Today I was with my friend Amy and we were sipping lattes by a fire and talking about 2012 and Canadian geese and our hopes for 2013.  I think most people I know have one of two opinions about 2012; either the year kicked YOUR ass, or you kicked the YEAR's ass.  As I look back at my blog posts for this year and the mix tapes I made each month, I think I kicked 2012 all up and down the place.  It was hard, and had its low-blow moments, but I learned how to lean into the fear and the hard times.  
 Leaning into fear is not a natural inclination for any of us I would venture.  We are fixers and self-medicators.  It is too easy to sweep things under rugs, tune out harsh voices (even our own) and pretend.  But when the hard times really hit this year, I found myself standing in the midst of my own emotional chaos alone.  That is not to say that I am alone... I am so NOT alone.  I am blessed with fabulous friends and family and students and colleagues and neighbors and... well, just lots of people.  But I really found that handling the hardest moments of this year by myself was liberating.  I felt like a real ass-kicker of all those anxieties and fears and other turkeys that would try and get me down. 

There's this great quote in Hamlet: "Not a whit.
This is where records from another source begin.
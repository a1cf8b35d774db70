//! Property-based tests for rlm-core's domain types and pure functions.
//!
//! Uses proptest to check serialization roundtrips and the numeric/string
//! invariants the Fact Processor and size-category classifier rely on
//! across a wide range of generated inputs.

use proptest::prelude::*;
use rlm_core::facts::normalize_raw_fact;
use rlm_core::types::{Episode, Fact, FactType, RawFact, SizeCategory};

proptest! {
    /// Episode JSON roundtrips regardless of summary/content/tag contents.
    #[test]
    fn episode_json_roundtrip(
        summary in "[a-zA-Z0-9 ]{0,80}",
        content in "[a-zA-Z0-9 \n]{0,500}",
        tags in proptest::collection::vec("[a-z]{1,12}", 0..8),
    ) {
        let episode = Episode::new(summary, tags, "manual", None, content);
        let json = serde_json::to_string(&episode).expect("serialize episode");
        let deserialized: Episode = serde_json::from_str(&json).expect("deserialize episode");
        prop_assert_eq!(episode, deserialized);
    }

    /// `char_count` always matches the content's char length, never its
    /// byte length, so multi-byte content doesn't throw off size_category.
    #[test]
    fn episode_char_count_matches_content_chars(
        content in "[\\PC]{0,300}",
    ) {
        let episode = Episode::new("s".to_string(), vec![], "manual", None, content.clone());
        prop_assert_eq!(episode.char_count, content.chars().count());
    }

    /// Tags are deduplicated case-insensitively and never empty after
    /// normalization, no matter how they're cased or padded going in.
    #[test]
    fn tags_normalize_to_lowercase_with_no_duplicates(
        tags in proptest::collection::vec("[a-zA-Z]{1,10}", 0..10),
    ) {
        let episode = Episode::new("s".to_string(), tags.clone(), "manual", None, "c".to_string());
        for tag in &episode.tags {
            prop_assert_eq!(tag, &tag.to_lowercase());
        }
        let mut seen = std::collections::HashSet::new();
        for tag in &episode.tags {
            prop_assert!(seen.insert(tag.clone()), "duplicate tag survived normalization: {tag}");
        }
    }

    /// `SizeCategory::of` partitions char counts into exactly the four
    /// contiguous, non-overlapping bands spec.md §3.3 defines.
    #[test]
    fn size_category_is_a_total_contiguous_partition(char_count in 0usize..200_000usize) {
        let category = SizeCategory::of(char_count);
        match category {
            SizeCategory::Small => prop_assert!(char_count <= 2000),
            SizeCategory::Medium => prop_assert!((2001..=10_000).contains(&char_count)),
            SizeCategory::Large => prop_assert!((10_001..=50_000).contains(&char_count)),
            SizeCategory::Huge => prop_assert!(char_count > 50_000),
        }
    }

    /// A raw fact with confidence clamped below the floor is always
    /// rejected; at or above it, with enough text, it always survives.
    #[test]
    fn facts_below_min_confidence_are_always_dropped(
        text in "[a-zA-Z ]{20,80}",
        confidence in 0.0f64..rlm_core::constants::MIN_CONFIDENCE,
    ) {
        let raw = RawFact { fact_text: text, entity: None, fact_type: "observation".to_string(), confidence };
        prop_assert!(normalize_raw_fact(raw, rlm_core::constants::MIN_CONFIDENCE).is_none());
    }

    #[test]
    fn facts_at_or_above_min_confidence_with_enough_text_survive(
        text in "[a-zA-Z ]{20,80}",
        confidence in rlm_core::constants::MIN_CONFIDENCE..=1.0f64,
    ) {
        let raw = RawFact { fact_text: text.clone(), entity: None, fact_type: "observation".to_string(), confidence };
        let result = normalize_raw_fact(raw, rlm_core::constants::MIN_CONFIDENCE).expect("should survive at/above the confidence floor");
        prop_assert!((result.confidence - confidence).abs() < f64::EPSILON);
    }

    /// Fact text shorter than the minimum is rejected regardless of
    /// confidence, even at the maximum.
    #[test]
    fn short_fact_text_is_always_rejected_regardless_of_confidence(
        text in "[a-zA-Z]{0,9}",
    ) {
        let raw = RawFact { fact_text: text, entity: None, fact_type: "decision".to_string(), confidence: 1.0 };
        prop_assert!(normalize_raw_fact(raw, rlm_core::constants::MIN_CONFIDENCE).is_none());
    }

    /// `FactType::coerce` is total: every input string maps to some
    /// variant, and known spellings round-trip through `as_str`.
    #[test]
    fn fact_type_coerce_is_total_and_known_values_round_trip(
        raw in prop::sample::select(vec!["decision", "preference", "relationship", "technical", "observation"]),
    ) {
        let coerced = FactType::coerce(raw);
        prop_assert_eq!(coerced.as_str(), raw);
    }

    #[test]
    fn fact_type_coerce_is_case_insensitive(
        raw in prop::sample::select(vec!["Decision", "PREFERENCE", "Relationship", "TECHNICAL"]),
    ) {
        let coerced = FactType::coerce(raw);
        prop_assert_eq!(coerced.as_str(), raw.to_lowercase());
    }

    /// Entity normalization lowercases and trims regardless of input
    /// casing/padding, as long as what remains is long enough and not a
    /// stopword.
    #[test]
    fn surviving_entity_is_always_lowercase_and_trimmed(
        entity in "[ ]{0,3}[A-Za-z]{3,15}[ ]{0,3}",
    ) {
        let raw = RawFact {
            fact_text: "a fact with clearly more than ten characters of text".to_string(),
            entity: Some(entity.clone()),
            fact_type: "technical".to_string(),
            confidence: 0.9,
        };
        if let Some(result) = normalize_raw_fact(raw, rlm_core::constants::MIN_CONFIDENCE) {
            if let Some(normalized) = result.entity {
                prop_assert_eq!(&normalized, &entity.trim().to_lowercase());
            }
        }
    }

    /// `Fact` (the stored, normalized type) JSON roundtrips for any
    /// combination of the closed fact-type set and confidence value.
    #[test]
    fn fact_json_roundtrip(
        fact_text in "[a-zA-Z0-9 ]{10,100}",
        fact_type in prop::sample::select(vec![
            FactType::Decision,
            FactType::Preference,
            FactType::Relationship,
            FactType::Technical,
            FactType::Observation,
        ]),
        confidence in 0.0f64..=1.0f64,
        has_superseder in proptest::bool::ANY,
    ) {
        let fact = Fact {
            id: rlm_core::types::new_fact_id(),
            fact_text,
            source_entry_id: rlm_core::types::new_episode_id(),
            entity: Some("alice".to_string()),
            fact_type,
            confidence,
            created_at: rlm_core::types::unix_timestamp(),
            superseded_by: has_superseder.then(rlm_core::types::new_fact_id),
        };
        let json = serde_json::to_string(&fact).expect("serialize fact");
        let deserialized: Fact = serde_json::from_str(&json).expect("deserialize fact");
        prop_assert_eq!(fact, deserialized);
    }
}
We defy augury. There’s a special providence in the fall of a sparrow. If it be now, ’tis not to come. If it be not to come, it will be now. If it be not now, yet it will come—the readiness is all. Since no man of aught he leaves knows, what is ’t to leave betimes? Let be." I think this means that since none of us can know when our time will come, why worry about what we can't control?  Why allow the fears to get the better of me?  I know a couple things for sure; that I am loved, that I love, and that life will have its good and bad times.  The readiness for life (and all that encompasses) is all. 
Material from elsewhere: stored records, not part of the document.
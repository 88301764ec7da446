//! Event subscriber contract.

use std::sync::Arc;

use async_trait::async_trait;
use tokio_util::sync::CancellationToken;

use crate::message::Event;

/// Result type for subscriber invocations.
pub type Result<T> = std::result::Result<T, SubscriberError>;

/// Errors from event subscribers.
///
/// These never reach the publisher: the fan-out supervisor logs and counts
/// them per subscriber.
#[derive(Debug, thiserror::Error)]
pub enum SubscriberError {
    #[error("subscriber failed: {0}")]
    Failed(String),

    #[error("subscriber observed cancellation")]
    Cancelled,
}

/// Consumes events of one type.
///
/// Subscribers are long-lived: the route table holds the `Arc` for the
/// facade's lifetime and every publish reuses it, so implementations must
/// use interior mutability (`RwLock`, `Mutex`, atomics) for any state.
///
/// Subscribers of the same event run as independent tasks; no ordering is
/// guaranteed between them, and a fault in one never prevents the others
/// from running.
#[async_trait]
pub trait EventSubscriber<E: Event>: Send + Sync {
    /// Process one published event.
    async fn handle(&self, event: Arc<E>, cancel: CancellationToken) -> Result<()>;
}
Back to those geese... I've had this thing about geese since I was in high school.  I'm not a superstitious person, but when geese fly over, I see it as good luck.  They fly in patterns and they honk and call out to each other, I love it.  The other day, I was out on a walk and a flock of geese flew right over my head.  They were quiet except for the springy hinging of their wings.  It was so cool, and it was so hopeful.  I've also been grading Mary Oliver finals from my seniors, (not a sign of good luck, but a daily occupation) and so this poem seems the perfect capstone for this post.

Wild Geese
 
You do not have to be good.
You do not have to walk on your knees
For a hundred miles through the desert, repenting.
You only have to let the soft animal of your body
love what it loves.
Tell me about despair, yours, and I will tell you mine.
Meanwhile the world goes on.
Meanwhile the sun and the clear pebbles of the rain
are moving across the landscapes,
over the prairies and the deep trees,
the mountains and the rivers.
Meanwhile the wild geese, high in the clean blue air,
are heading home again.
Whoever you are, no matter how lonely,
the world offers itself to your imagination,
calls to you like the wild geese, harsh and exciting --
over and over announcing your place
in the family of things.

~ Mary Oliver ~
I hope that your new year celebrations are lovely and that 2013 brings you love and blessings and joy and light.